* [AIM OF THE EXERCISE]: From the entries below, return exactly the lines beginning at the one that contains "fn category() ->" and ending at the one that contains "async fn test_info_draft_provenance()", both of them included, and only those lines.

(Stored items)
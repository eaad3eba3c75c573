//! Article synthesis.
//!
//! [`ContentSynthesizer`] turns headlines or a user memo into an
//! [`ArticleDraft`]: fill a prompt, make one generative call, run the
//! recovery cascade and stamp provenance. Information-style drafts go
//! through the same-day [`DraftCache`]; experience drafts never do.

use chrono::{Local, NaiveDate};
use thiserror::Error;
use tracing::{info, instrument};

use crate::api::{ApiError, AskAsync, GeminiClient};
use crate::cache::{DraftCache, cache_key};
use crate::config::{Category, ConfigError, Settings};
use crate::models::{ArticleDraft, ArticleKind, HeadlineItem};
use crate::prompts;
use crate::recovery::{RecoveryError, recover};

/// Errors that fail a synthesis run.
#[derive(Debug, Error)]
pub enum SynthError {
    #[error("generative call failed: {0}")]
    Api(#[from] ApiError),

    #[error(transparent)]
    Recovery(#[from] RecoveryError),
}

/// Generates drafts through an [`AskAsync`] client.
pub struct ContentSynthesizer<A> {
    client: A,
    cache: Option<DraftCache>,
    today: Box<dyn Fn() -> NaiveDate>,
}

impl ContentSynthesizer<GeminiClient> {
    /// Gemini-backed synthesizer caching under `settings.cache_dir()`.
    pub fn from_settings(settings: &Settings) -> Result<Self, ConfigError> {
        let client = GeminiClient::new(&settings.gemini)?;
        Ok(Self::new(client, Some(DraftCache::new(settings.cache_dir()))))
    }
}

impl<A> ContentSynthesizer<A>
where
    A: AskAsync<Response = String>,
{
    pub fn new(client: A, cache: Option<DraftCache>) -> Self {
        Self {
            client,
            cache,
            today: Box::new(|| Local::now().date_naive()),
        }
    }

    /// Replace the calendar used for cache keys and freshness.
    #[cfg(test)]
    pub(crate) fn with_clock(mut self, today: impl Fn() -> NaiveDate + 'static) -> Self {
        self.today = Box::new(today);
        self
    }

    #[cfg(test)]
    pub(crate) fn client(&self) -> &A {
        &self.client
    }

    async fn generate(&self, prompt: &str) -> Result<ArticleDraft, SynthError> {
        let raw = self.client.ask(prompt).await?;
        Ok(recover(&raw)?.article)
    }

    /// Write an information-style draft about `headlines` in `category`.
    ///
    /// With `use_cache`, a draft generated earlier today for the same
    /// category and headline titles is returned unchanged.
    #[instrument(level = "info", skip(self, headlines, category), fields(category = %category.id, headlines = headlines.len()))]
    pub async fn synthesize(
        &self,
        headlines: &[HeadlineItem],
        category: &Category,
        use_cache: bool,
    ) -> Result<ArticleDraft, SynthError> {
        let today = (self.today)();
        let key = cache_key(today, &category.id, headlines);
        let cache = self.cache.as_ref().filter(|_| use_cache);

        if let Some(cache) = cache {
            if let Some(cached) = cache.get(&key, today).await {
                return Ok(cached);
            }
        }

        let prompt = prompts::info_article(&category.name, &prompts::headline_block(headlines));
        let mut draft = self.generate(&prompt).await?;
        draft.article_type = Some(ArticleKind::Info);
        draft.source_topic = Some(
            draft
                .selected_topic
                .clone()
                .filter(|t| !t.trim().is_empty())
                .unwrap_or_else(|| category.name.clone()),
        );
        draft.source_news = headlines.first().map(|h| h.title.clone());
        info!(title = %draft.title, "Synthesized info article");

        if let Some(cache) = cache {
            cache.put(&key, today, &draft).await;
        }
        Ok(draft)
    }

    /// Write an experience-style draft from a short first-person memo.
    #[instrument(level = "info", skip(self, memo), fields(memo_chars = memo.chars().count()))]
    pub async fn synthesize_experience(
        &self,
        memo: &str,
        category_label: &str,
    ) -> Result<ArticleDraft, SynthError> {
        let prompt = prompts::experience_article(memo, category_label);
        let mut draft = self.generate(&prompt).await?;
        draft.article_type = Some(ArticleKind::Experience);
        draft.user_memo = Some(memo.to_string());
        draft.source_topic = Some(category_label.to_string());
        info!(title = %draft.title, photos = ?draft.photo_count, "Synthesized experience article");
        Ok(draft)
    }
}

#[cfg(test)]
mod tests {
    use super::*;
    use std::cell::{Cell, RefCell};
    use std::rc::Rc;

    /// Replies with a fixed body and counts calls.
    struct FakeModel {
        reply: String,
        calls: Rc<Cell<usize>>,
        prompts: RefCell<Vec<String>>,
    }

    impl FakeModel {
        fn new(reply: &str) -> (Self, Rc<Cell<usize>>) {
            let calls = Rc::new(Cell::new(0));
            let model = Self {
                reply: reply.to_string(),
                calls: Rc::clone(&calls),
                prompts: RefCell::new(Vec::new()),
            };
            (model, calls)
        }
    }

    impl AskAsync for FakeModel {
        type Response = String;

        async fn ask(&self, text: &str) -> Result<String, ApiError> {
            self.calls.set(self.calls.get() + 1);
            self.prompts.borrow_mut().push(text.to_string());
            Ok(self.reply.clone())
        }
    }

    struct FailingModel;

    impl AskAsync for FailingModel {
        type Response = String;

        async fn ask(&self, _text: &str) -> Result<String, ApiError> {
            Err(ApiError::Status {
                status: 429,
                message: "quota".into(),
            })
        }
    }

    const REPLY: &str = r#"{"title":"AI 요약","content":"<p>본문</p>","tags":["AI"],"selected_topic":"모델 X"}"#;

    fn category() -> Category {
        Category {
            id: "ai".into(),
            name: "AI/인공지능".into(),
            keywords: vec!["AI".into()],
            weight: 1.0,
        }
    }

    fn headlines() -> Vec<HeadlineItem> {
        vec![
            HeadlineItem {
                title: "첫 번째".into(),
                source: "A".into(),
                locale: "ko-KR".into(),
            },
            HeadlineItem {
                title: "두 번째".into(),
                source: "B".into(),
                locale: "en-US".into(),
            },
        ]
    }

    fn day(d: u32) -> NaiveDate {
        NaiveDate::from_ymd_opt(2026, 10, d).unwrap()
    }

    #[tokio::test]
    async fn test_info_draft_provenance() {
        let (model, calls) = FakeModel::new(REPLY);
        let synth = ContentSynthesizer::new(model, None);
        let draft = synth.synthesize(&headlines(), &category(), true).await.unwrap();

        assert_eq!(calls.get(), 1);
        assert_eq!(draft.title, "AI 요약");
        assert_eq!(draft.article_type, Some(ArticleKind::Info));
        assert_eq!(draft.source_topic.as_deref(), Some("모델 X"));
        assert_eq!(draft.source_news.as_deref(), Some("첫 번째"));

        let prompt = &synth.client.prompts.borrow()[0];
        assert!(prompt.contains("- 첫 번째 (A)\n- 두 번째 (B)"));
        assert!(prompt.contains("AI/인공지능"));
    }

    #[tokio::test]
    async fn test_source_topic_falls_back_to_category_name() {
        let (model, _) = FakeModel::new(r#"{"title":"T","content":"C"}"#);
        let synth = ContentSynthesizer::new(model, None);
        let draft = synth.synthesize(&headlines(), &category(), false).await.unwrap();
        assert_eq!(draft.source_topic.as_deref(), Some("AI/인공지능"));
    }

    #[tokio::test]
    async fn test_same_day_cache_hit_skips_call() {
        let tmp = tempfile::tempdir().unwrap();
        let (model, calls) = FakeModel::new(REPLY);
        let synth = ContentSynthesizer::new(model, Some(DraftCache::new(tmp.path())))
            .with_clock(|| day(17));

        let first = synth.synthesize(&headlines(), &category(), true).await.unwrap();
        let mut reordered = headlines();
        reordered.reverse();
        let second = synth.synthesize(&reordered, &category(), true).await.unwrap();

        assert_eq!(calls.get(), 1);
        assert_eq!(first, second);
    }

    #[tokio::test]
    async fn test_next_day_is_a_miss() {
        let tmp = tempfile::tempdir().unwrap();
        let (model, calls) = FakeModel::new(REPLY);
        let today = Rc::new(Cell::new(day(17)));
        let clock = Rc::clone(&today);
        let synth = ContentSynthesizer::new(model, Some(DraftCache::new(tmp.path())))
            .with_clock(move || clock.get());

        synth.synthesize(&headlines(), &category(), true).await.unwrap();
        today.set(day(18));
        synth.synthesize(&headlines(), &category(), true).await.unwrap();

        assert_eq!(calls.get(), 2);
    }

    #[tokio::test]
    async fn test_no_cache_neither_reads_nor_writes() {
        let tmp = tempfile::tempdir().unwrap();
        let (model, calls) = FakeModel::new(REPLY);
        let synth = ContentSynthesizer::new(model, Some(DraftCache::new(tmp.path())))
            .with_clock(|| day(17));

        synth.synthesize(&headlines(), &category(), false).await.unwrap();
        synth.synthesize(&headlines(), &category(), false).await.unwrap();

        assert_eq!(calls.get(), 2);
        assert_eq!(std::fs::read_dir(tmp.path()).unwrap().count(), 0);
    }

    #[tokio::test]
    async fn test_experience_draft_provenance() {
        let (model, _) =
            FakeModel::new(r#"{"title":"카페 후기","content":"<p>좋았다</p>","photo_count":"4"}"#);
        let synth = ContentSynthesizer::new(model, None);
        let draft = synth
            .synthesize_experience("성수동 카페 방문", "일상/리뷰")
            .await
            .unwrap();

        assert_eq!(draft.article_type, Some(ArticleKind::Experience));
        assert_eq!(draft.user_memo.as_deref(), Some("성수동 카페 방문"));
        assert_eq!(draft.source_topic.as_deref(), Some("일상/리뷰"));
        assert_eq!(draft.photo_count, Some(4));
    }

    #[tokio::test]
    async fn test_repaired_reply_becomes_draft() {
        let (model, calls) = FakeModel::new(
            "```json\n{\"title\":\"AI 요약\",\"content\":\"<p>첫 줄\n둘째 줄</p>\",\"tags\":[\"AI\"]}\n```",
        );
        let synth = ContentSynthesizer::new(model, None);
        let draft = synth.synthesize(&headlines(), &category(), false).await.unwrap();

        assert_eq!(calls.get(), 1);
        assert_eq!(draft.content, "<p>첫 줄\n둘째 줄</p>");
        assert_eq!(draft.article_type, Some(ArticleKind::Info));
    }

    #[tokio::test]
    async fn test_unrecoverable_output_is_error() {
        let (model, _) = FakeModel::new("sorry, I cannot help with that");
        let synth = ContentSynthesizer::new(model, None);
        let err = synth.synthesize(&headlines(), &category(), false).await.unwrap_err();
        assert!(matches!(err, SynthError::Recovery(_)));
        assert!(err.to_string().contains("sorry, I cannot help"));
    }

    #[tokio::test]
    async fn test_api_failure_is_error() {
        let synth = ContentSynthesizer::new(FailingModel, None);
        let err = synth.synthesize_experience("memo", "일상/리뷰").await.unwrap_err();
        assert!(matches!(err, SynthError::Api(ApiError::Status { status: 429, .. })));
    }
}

* [ANSWER]:
    fn category() -> Category {
        Category {
            id: "ai".into(),
            name: "AI/인공지능".into(),
            keywords: vec!["AI".into()],
            weight: 1.0,
        }
    }

    fn headlines() -> Vec<HeadlineItem> {
        vec![
            HeadlineItem {
                title: "첫 번째".into(),
                source: "A".into(),
                locale: "ko-KR".into(),
            },
            HeadlineItem {
                title: "두 번째".into(),
                source: "B".into(),
                locale: "en-US".into(),
            },
        ]
    }

    fn day(d: u32) -> NaiveDate {
        NaiveDate::from_ymd_opt(2026, 10, d).unwrap()
    }

    #[tokio::test]
    async fn test_info_draft_provenance() {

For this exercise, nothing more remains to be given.